### Task goal
Print the complete listing so that it matches the original exactly.

-- Extracted material follows --

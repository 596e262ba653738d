use chrono::{DateTime, Utc};

/// Where the history gets its timestamps from.
///
/// The history records when each transaction was applied. Hard-wiring it to
/// the system clock would make those timestamps impossible to assert on, so
/// the time source is injected instead: production code uses [`SystemClock`],
/// tests use a fixed clock.
pub trait Clock {
    fn now(&self) -> DateTime<Utc>;
}

/// The real, wall-clock time source.
#[derive(Debug, Default)]
pub struct SystemClock;

impl Clock for SystemClock {
    fn now(&self) -> DateTime<Utc> {
        Utc::now()
    }
}

#[cfg(test)]
pub mod test_clock {
    use super::Clock;
    use chrono::{DateTime, TimeZone, Utc};

    /// A clock that always returns the same instant.
    pub struct FixedClock(pub DateTime<Utc>);

    impl FixedClock {
        pub fn at_noon() -> Self {
            Self(Utc.with_ymd_and_hms(2024, 5, 17, 12, 0, 0).unwrap())
        }
    }

    impl Clock for FixedClock {
        fn now(&self) -> DateTime<Utc> {
            self.0
        }
    }
}
use super::account::{Account, CheckingAccount, TransactionError};
use super::customer::Holder;
use super::transaction::Transaction;
use super::AccountNumber;

use std::collections::HashMap;
use std::sync::mpsc::{self, Receiver, Sender};

/// One parsed session operation: which account it targets, who that account
/// belongs to, and the transaction to apply.
#[derive(Debug, PartialEq)]
pub struct Operation {
    pub account: AccountNumber,
    pub holder: Holder,
    pub transaction: Transaction,
}

/// Apply a stream of operations to a session of checking accounts.
///
/// Accounts are opened with the default policy the first time their number
/// shows up, bound to the holder named on that first record. Rejected
/// operations are streamed out as (account number, error) pairs; once every
/// operation has been processed, the final accounts are sent to
/// `accounts_tx`.
pub fn process(
    operations: Receiver<Operation>,
    accounts_tx: Sender<CheckingAccount>,
) -> Receiver<(AccountNumber, TransactionError)> {
    let (tx, rx) = mpsc::channel();

    // We apply all operations in a new thread, to be able to stream errors as
    // we go.
    std::thread::spawn(move || {
        let mut accounts: HashMap<AccountNumber, CheckingAccount> = HashMap::new();

        for operation in operations {
            let Operation {
                account: number,
                holder,
                transaction,
            } = operation;

            let account = accounts
                .entry(number)
                .or_insert_with(move || CheckingAccount::open(holder, number));

            if let Err(err) = transaction.apply(account) {
                tx.send((number, err)).unwrap(); // Would only fail if the rx is disconnected, which should not happen here.
            };
        }

        // We can only start sending account information once we have
        // processed all the operations.
        for (_, account) in accounts {
            accounts_tx.send(account).unwrap(); // Would only fail if the rx is disconnected, which should not happen here.
        }
    });

    rx
}
use super::account::{Account, TransactionError};
use super::transaction::Transaction;
use super::AccountNumber;

use chrono::NaiveDate;
use std::fmt;

/// The identifying snapshot of the customer an account was opened for.
///
/// Accounts keep this owned copy instead of a reference back into the
/// [`Customer`]: the customer owns its accounts, so a back-reference would
/// create a cycle. The snapshot is taken at open time and never changes,
/// which preserves the one-owner-forever rule.
#[derive(Debug, Clone, PartialEq, Eq)]
pub struct Holder {
    name: String,
    national_id: String,
}

impl Holder {
    pub fn new(name: impl Into<String>, national_id: impl Into<String>) -> Self {
        Self {
            name: name.into(),
            national_id: national_id.into(),
        }
    }

    pub fn name(&self) -> &str {
        &self.name
    }

    pub fn national_id(&self) -> &str {
        &self.national_id
    }
}

/// A customer: an address and the accounts opened in their name.
///
/// Uniqueness of account numbers is the caller's responsibility; opening
/// two accounts with the same number is not rejected here.
pub struct Customer {
    address: String,
    accounts: Vec<Box<dyn Account>>,
}

impl Customer {
    pub fn new(address: impl Into<String>) -> Self {
        Self {
            address: address.into(),
            accounts: Vec::new(),
        }
    }

    pub fn address(&self) -> &str {
        &self.address
    }

    /// Add an account to this customer's collection.
    pub fn open_account(&mut self, account: Box<dyn Account>) {
        self.accounts.push(account);
    }

    pub fn accounts(&self) -> &[Box<dyn Account>] {
        &self.accounts
    }

    /// The first owned account with the given number, if any.
    pub fn account_mut(&mut self, number: AccountNumber) -> Option<&mut dyn Account> {
        self.accounts
            .iter_mut()
            .find(|account| account.number() == number)
            .map(|account| &mut **account as &mut dyn Account)
    }

    /// Submit a transaction against an account.
    ///
    /// Known gap, kept on purpose: nothing checks that `account` actually
    /// belongs to this customer. Any transaction can be submitted against
    /// any account. Callers that care about ownership have to enforce it
    /// themselves.
    pub fn submit(
        &self,
        account: &mut dyn Account,
        transaction: &Transaction,
    ) -> Result<(), TransactionError> {
        transaction.apply(account)
    }
}

/// A customer who is a physical person, with the extra identity fields.
///
/// Composes a [`Customer`] rather than subclassing it; the account and
/// transaction operations are reached through [`Self::customer`] /
/// [`Self::customer_mut`].
pub struct PhysicalPerson {
    customer: Customer,
    name: String,
    birth_date: NaiveDate,
    national_id: String,
}

impl PhysicalPerson {
    pub fn new(
        name: impl Into<String>,
        birth_date: NaiveDate,
        national_id: impl Into<String>,
        address: impl Into<String>,
    ) -> Self {
        Self {
            customer: Customer::new(address),
            name: name.into(),
            birth_date,
            national_id: national_id.into(),
        }
    }

    pub fn name(&self) -> &str {
        &self.name
    }

    pub fn birth_date(&self) -> NaiveDate {
        self.birth_date
    }

    pub fn national_id(&self) -> &str {
        &self.national_id
    }

    pub fn customer(&self) -> &Customer {
        &self.customer
    }

    pub fn customer_mut(&mut self) -> &mut Customer {
        &mut self.customer
    }

    /// The snapshot new accounts get bound to.
    pub fn holder(&self) -> Holder {
        Holder::new(self.name.clone(), self.national_id.clone())
    }
}

impl fmt::Display for PhysicalPerson {
    fn fmt(&self, f: &mut fmt::Formatter<'_>) -> fmt::Result {
        write!(f, "Name: {}, ID: {}", self.name, self.national_id)
    }
}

-- Extracted material concluded --

### Written answer
repository 596e262ba653738d
use chrono::{DateTime, Utc};

/// Where the history gets its timestamps from.
///
/// The history records when each transaction was applied. Hard-wiring it to
/// the system clock would make those timestamps impossible to assert on, so
/// the time source is injected instead: production code uses [`SystemClock`],
/// tests use a fixed clock.
pub trait Clock {
    fn now(&self) -> DateTime<Utc>;
}

/// The real, wall-clock time source.
#[derive(Debug, Default)]
pub struct SystemClock;

impl Clock for SystemClock {
    fn now(&self) -> DateTime<Utc> {
        Utc::now()
    }
}

#[cfg(test)]
pub mod test_clock {
    use super::Clock;
    use chrono::{DateTime, TimeZone, Utc};

    /// A clock that always returns the same instant.
    pub struct FixedClock(pub DateTime<Utc>);

    impl FixedClock {
        pub fn at_noon() -> Self {
            Self(Utc.with_ymd_and_hms(2024, 5, 17, 12, 0, 0).unwrap())
        }
    }

    impl Clock for FixedClock {
        fn now(&self) -> DateTime<Utc> {
            self.0
        }
    }
}
use super::account::{Account, CheckingAccount, TransactionError};
use super::customer::Holder;
use super::transaction::Transaction;
use super::AccountNumber;

use std::collections::HashMap;
use std::sync::mpsc::{self, Receiver, Sender};

/// One parsed session operation: which account it targets, who that account
/// belongs to, and the transaction to apply.
#[derive(Debug, PartialEq)]
pub struct Operation {
    pub account: AccountNumber,
    pub holder: Holder,
    pub transaction: Transaction,
}

/// Apply a stream of operations to a session of checking accounts.
///
/// Accounts are opened with the default policy the first time their number
/// shows up, bound to the holder named on that first record. Rejected
/// operations are streamed out as (account number, error) pairs; once every
/// operation has been processed, the final accounts are sent to
/// `accounts_tx`.
pub fn process(
    operations: Receiver<Operation>,
    accounts_tx: Sender<CheckingAccount>,
) -> Receiver<(AccountNumber, TransactionError)> {
    let (tx, rx) = mpsc::channel();

    // We apply all operations in a new thread, to be able to stream errors as
    // we go.
    std::thread::spawn(move || {
        let mut accounts: HashMap<AccountNumber, CheckingAccount> = HashMap::new();

        for operation in operations {
            let Operation {
                account: number,
                holder,
                transaction,
            } = operation;

            let account = accounts
                .entry(number)
                .or_insert_with(move || CheckingAccount::open(holder, number));

            if let Err(err) = transaction.apply(account) {
                tx.send((number, err)).unwrap(); // Would only fail if the rx is disconnected, which should not happen here.
            };
        }

        // We can only start sending account information once we have
        // processed all the operations.
        for (_, account) in accounts {
            accounts_tx.send(account).unwrap(); // Would only fail if the rx is disconnected, which should not happen here.
        }
    });

    rx
}
use super::account::{Account, TransactionError};
use super::transaction::Transaction;
use super::AccountNumber;

use chrono::NaiveDate;
use std::fmt;

/// The identifying snapshot of the customer an account was opened for.
///
/// Accounts keep this owned copy instead of a reference back into the
/// [`Customer`]: the customer owns its accounts, so a back-reference would
/// create a cycle. The snapshot is taken at open time and never changes,
/// which preserves the one-owner-forever rule.
#[derive(Debug, Clone, PartialEq, Eq)]
pub struct Holder {
    name: String,
    national_id: String,
}

impl Holder {
    pub fn new(name: impl Into<String>, national_id: impl Into<String>) -> Self {
        Self {
            name: name.into(),
            national_id: national_id.into(),
        }
    }

    pub fn name(&self) -> &str {
        &self.name
    }

    pub fn national_id(&self) -> &str {
        &self.national_id
    }
}

/// A customer: an address and the accounts opened in their name.
///
/// Uniqueness of account numbers is the caller's responsibility; opening
/// two accounts with the same number is not rejected here.
pub struct Customer {
    address: String,
    accounts: Vec<Box<dyn Account>>,
}

impl Customer {
    pub fn new(address: impl Into<String>) -> Self {
        Self {
            address: address.into(),
            accounts: Vec::new(),
        }
    }

    pub fn address(&self) -> &str {
        &self.address
    }

    /// Add an account to this customer's collection.
    pub fn open_account(&mut self, account: Box<dyn Account>) {
        self.accounts.push(account);
    }

    pub fn accounts(&self) -> &[Box<dyn Account>] {
        &self.accounts
    }

    /// The first owned account with the given number, if any.
    pub fn account_mut(&mut self, number: AccountNumber) -> Option<&mut dyn Account> {
        self.accounts
            .iter_mut()
            .find(|account| account.number() == number)
            .map(|account| &mut **account as &mut dyn Account)
    }

    /// Submit a transaction against an account.
    ///
    /// Known gap, kept on purpose: nothing checks that `account` actually
    /// belongs to this customer. Any transaction can be submitted against
    /// any account. Callers that care about ownership have to enforce it
    /// themselves.
    pub fn submit(
        &self,
        account: &mut dyn Account,
        transaction: &Transaction,
    ) -> Result<(), TransactionError> {
        transaction.apply(account)
    }
}

/// A customer who is a physical person, with the extra identity fields.
///
/// Composes a [`Customer`] rather than subclassing it; the account and
/// transaction operations are reached through [`Self::customer`] /
/// [`Self::customer_mut`].
pub struct PhysicalPerson {
    customer: Customer,
    name: String,
    birth_date: NaiveDate,
    national_id: String,
}

impl PhysicalPerson {
    pub fn new(
        name: impl Into<String>,
        birth_date: NaiveDate,
        national_id: impl Into<String>,
        address: impl Into<String>,
    ) -> Self {
        Self {
            customer: Customer::new(address),
            name: name.into(),
            birth_date,
            national_id: national_id.into(),
        }
    }

    pub fn name(&self) -> &str {
        &self.name
    }

    pub fn birth_date(&self) -> NaiveDate {
        self.birth_date
    }

    pub fn national_id(&self) -> &str {
        &self.national_id
    }

    pub fn customer(&self) -> &Customer {
        &self.customer
    }

    pub fn customer_mut(&mut self) -> &mut Customer {
        &mut self.customer
    }

    /// The snapshot new accounts get bound to.
    pub fn holder(&self) -> Holder {
        Holder::new(self.name.clone(), self.national_id.clone())
    }
}

impl fmt::Display for PhysicalPerson {
    fn fmt(&self, f: &mut fmt::Formatter<'_>) -> fmt::Result {
        write!(f, "Name: {}, ID: {}", self.name, self.national_id)
    }
}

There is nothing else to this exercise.